[AVAILABLE RECORDS]
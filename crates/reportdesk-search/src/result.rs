//! Search results.

use serde::{Deserialize, Serialize};

/// Rows returned by a successful search, with their column names.
#[derive(Debug, Clone, Default, PartialEq, Serialize, Deserialize)]
pub struct ResultSet {
  pub columns: Vec<String>,
  pub rows: Vec<Vec<serde_json::Value>>,
}

impl ResultSet {
  pub fn new(columns: Vec<String>, rows: Vec<Vec<serde_json::Value>>) -> Self {
    Self { columns, rows }
  }

  pub fn len(&self) -> usize {
    self.rows.len()
  }

  pub fn is_empty(&self) -> bool {
    self.rows.is_empty()
  }

  /// Rows as JSON objects keyed by column name.
  pub fn records(&self) -> impl Iterator<Item = serde_json::Map<String, serde_json::Value>> + '_ {
    self.rows.iter().map(|row| {
      self
        .columns
        .iter()
        .cloned()
        .zip(row.iter().cloned())
        .collect()
    })
  }
}

/// Outcome of a single search: rows or an error description, never both.
#[derive(Debug, Clone, PartialEq, Serialize, Deserialize)]
#[serde(rename_all = "snake_case")]
pub enum SearchResult {
  Rows(ResultSet),
  Error(String),
}

impl SearchResult {
  pub fn failed(error: impl Into<String>) -> Self {
    SearchResult::Error(error.into())
  }

  pub fn has_error(&self) -> bool {
    matches!(self, SearchResult::Error(_))
  }

  pub fn error(&self) -> Option<&str> {
    match self {
      SearchResult::Error(error) => Some(error),
      SearchResult::Rows(_) => None,
    }
  }

  pub fn result_set(&self) -> Option<&ResultSet> {
    match self {
      SearchResult::Rows(set) => Some(set),
      SearchResult::Error(_) => None,
    }
  }
}

impl From<ResultSet> for SearchResult {
  fn from(set: ResultSet) -> Self {
    SearchResult::Rows(set)
  }
}
use thiserror::Error;

/// Errors raised while rewriting named placeholders.
#[derive(Debug, Clone, PartialEq, Error)]
pub enum PlaceholderError {
  #[error("unnamed placeholder at position {position}, use ?name instead")]
  Unnamed { position: usize },
}

/// Errors that can occur while running a search.
#[derive(Debug, Error)]
pub enum SearchError {
  #[error(transparent)]
  Placeholder(#[from] PlaceholderError),

  #[error("missing value for parameter '{0}'")]
  MissingParameter(String),

  #[error(transparent)]
  Database(#[from] sqlx::Error),
}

[WHAT THE EXERCISE ASKS] The response must contain every line from the listing above in which the string "Serialize" appears.

[ANSWER SECTION]
use serde::{Deserialize, Serialize};
#[derive(Debug, Clone, Default, PartialEq, Serialize, Deserialize)]
#[derive(Debug, Clone, PartialEq, Serialize, Deserialize)]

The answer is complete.